• **WORK TO COMPLETE**
Only the lines below starting at the one containing "out[0] = 1.0;" and ending at the one containing "self.fill_design_row(row, &mut x)?;" belong in the answer, each copied exactly.

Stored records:
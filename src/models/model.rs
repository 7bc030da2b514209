//! Design-matrix layout for the bloom-DOY regression.
//!
//! The fitter relies on two primitive operations:
//! - build a design row for a modeled row (for OLS)
//! - predict bloom DOY given coefficients (for residuals and new rows)
//!
//! Column order is fixed: intercept, one indicator per non-reference site,
//! then the selected winter features in `FeatureKind` order.

use serde::{Deserialize, Serialize};

use crate::domain::{FeatureKind, ModeledRow};
use crate::error::AppError;

pub const INTERCEPT: &str = "(intercept)";

/// Dummy-encoding layout derived from the training rows.
#[derive(Debug, Clone, PartialEq, Serialize, Deserialize)]
pub struct DesignSpec {
    /// Site absorbed into the intercept (alphabetically first).
    pub reference_location: String,
    /// Sites that get their own indicator column.
    pub dummy_locations: Vec<String>,
    pub features: Vec<FeatureKind>,
}

impl DesignSpec {
    /// Build a layout from the distinct sites in `rows`.
    ///
    /// Fails with `RankDeficientModel` when fewer than two sites are present,
    /// since the site effect cannot be estimated.
    pub fn from_rows(rows: &[ModeledRow], features: &[FeatureKind]) -> Result<Self, AppError> {
        let mut levels: Vec<&str> = rows.iter().map(|r| r.location.as_str()).collect();
        levels.sort_unstable();
        levels.dedup();

        let Some((reference, rest)) = levels.split_first() else {
            return Err(AppError::insufficient("No rows to fit."));
        };
        if rest.is_empty() {
            return Err(AppError::rank_deficient(
                "location",
                format!("all rows share the single site '{reference}'"),
            ));
        }

        Ok(Self {
            reference_location: reference.to_string(),
            dummy_locations: rest.iter().map(|s| s.to_string()).collect(),
            features: features.to_vec(),
        })
    }

    pub fn n_columns(&self) -> usize {
        1 + self.dummy_locations.len() + self.features.len()
    }

    pub fn column_names(&self) -> Vec<String> {
        let mut names = Vec::with_capacity(self.n_columns());
        names.push(INTERCEPT.to_string());
        names.extend(self.dummy_locations.iter().map(|l| format!("location[{l}]")));
        names.extend(self.features.iter().map(|f| f.column_name().to_string()));
        names
    }

    /// Fill a design row for `row`.
    ///
    /// # Errors
    /// - `InsufficientData` if the row's site was not seen during fitting
    /// - `InsufficientData` if a selected feature is missing for the row
    ///
    /// # Panics
    /// Panics if `out` does not have length `n_columns()`.
    pub fn fill_design_row(&self, row: &ModeledRow, out: &mut [f64]) -> Result<(), AppError> {
        out.fill(0.0);
        out[0] = 1.0;

        if row.location != self.reference_location {
            let Some(pos) = self.dummy_locations.iter().position(|l| *l == row.location) else {
                return Err(AppError::insufficient(format!(
                    "No training rows for site '{}' (requested {}/{}).",
                    row.location, row.location, row.year
                )));
            };
            out[1 + pos] = 1.0;
        }

        let offset = 1 + self.dummy_locations.len();
        for (k, feature) in self.features.iter().enumerate() {
            let Some(v) = feature.value(row) else {
                return Err(AppError::insufficient(format!(
                    "Row {}/{} has no {}; drop or impute rows without winter data before fitting.",
                    row.location,
                    row.year,
                    feature.column_name()
                )));
            };
            out[offset + k] = v;
        }
        Ok(())
    }

    /// Predict bloom DOY for `row` from fitted coefficients.
    pub fn predict(&self, betas: &[f64], row: &ModeledRow) -> Result<f64, AppError> {
        let mut x = vec![0.0; self.n_columns()];
        self.fill_design_row(row, &mut x)?;
        Ok(x.iter().zip(betas).map(|(a, b)| a * b).sum())
    }
}

#[cfg(test)]
mod tests {
    use super::*;
    use crate::error::ErrorKind;

    fn row(location: &str, mean: Option<f64>, chill: Option<bool>) -> ModeledRow {
        ModeledRow {
            location: location.to_string(),
            year: 2000,
            bloom_doy: 95,
            altitude: 0.0,
            mean_min_temp: mean,
            var_min_temp: None,
            chill_satisfied: chill,
        }
    }

    #[test]
    fn reference_level_is_alphabetically_first() {
        let rows = vec![row("washingtondc", Some(1.0), None), row("kyoto", Some(2.0), None), row("liestal", Some(3.0), None)];
        let spec = DesignSpec::from_rows(&rows, &[FeatureKind::MeanMinTemp]).unwrap();
        assert_eq!(spec.reference_location, "kyoto");
        assert_eq!(
            spec.column_names(),
            vec!["(intercept)", "location[liestal]", "location[washingtondc]", "mean_min_temp"]
        );
    }

    #[test]
    fn design_row_sets_indicator_and_features() {
        let rows = vec![row("kyoto", Some(1.0), Some(true)), row("liestal", Some(2.0), Some(false))];
        let spec = DesignSpec::from_rows(&rows, &[FeatureKind::MeanMinTemp, FeatureKind::ChillSatisfied]).unwrap();
        let mut out = vec![0.0; spec.n_columns()];
        spec.fill_design_row(&row("liestal", Some(33.5), Some(true)), &mut out).unwrap();
        assert_eq!(out, vec![1.0, 1.0, 33.5, 1.0]);

        spec.fill_design_row(&row("kyoto", Some(30.0), Some(false)), &mut out).unwrap();
        assert_eq!(out, vec![1.0, 0.0, 30.0, 0.0]);
    }

    #[test]
    fn single_site_is_rank_deficient() {
        let rows = vec![row("kyoto", Some(1.0), None), row("kyoto", Some(2.0), None)];
        let err = DesignSpec::from_rows(&rows, &[FeatureKind::MeanMinTemp]).unwrap_err();
        assert_eq!(err.kind(), ErrorKind::RankDeficientModel);
    }

    #[test]
    fn unknown_site_and_missing_feature_are_insufficient_data() {
        let rows = vec![row("kyoto", Some(1.0), None), row("liestal", Some(2.0), None)];
        let spec = DesignSpec::from_rows(&rows, &[FeatureKind::MeanMinTemp]).unwrap();

        let err = spec.predict(&[0.0; 3], &row("vancouver", Some(1.0), None)).unwrap_err();
        assert_eq!(err.kind(), ErrorKind::InsufficientData);

        let err = spec.predict(&[0.0; 3], &row("kyoto", None, None)).unwrap_err();
        assert_eq!(err.kind(), ErrorKind::InsufficientData);
        assert!(err.to_string().contains("mean_min_temp"));
    }
}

• **OUTPUT OF THE TASK**
        out[0] = 1.0;

        if row.location != self.reference_location {
            let Some(pos) = self.dummy_locations.iter().position(|l| *l == row.location) else {
                return Err(AppError::insufficient(format!(
                    "No training rows for site '{}' (requested {}/{}).",
                    row.location, row.location, row.year
                )));
            };
            out[1 + pos] = 1.0;
        }

        let offset = 1 + self.dummy_locations.len();
        for (k, feature) in self.features.iter().enumerate() {
            let Some(v) = feature.value(row) else {
                return Err(AppError::insufficient(format!(
                    "Row {}/{} has no {}; drop or impute rows without winter data before fitting.",
                    row.location,
                    row.year,
                    feature.column_name()
                )));
            };
            out[offset + k] = v;
        }
        Ok(())
    }

    /// Predict bloom DOY for `row` from fitted coefficients.
    pub fn predict(&self, betas: &[f64], row: &ModeledRow) -> Result<f64, AppError> {
        let mut x = vec![0.0; self.n_columns()];
        self.fill_design_row(row, &mut x)?;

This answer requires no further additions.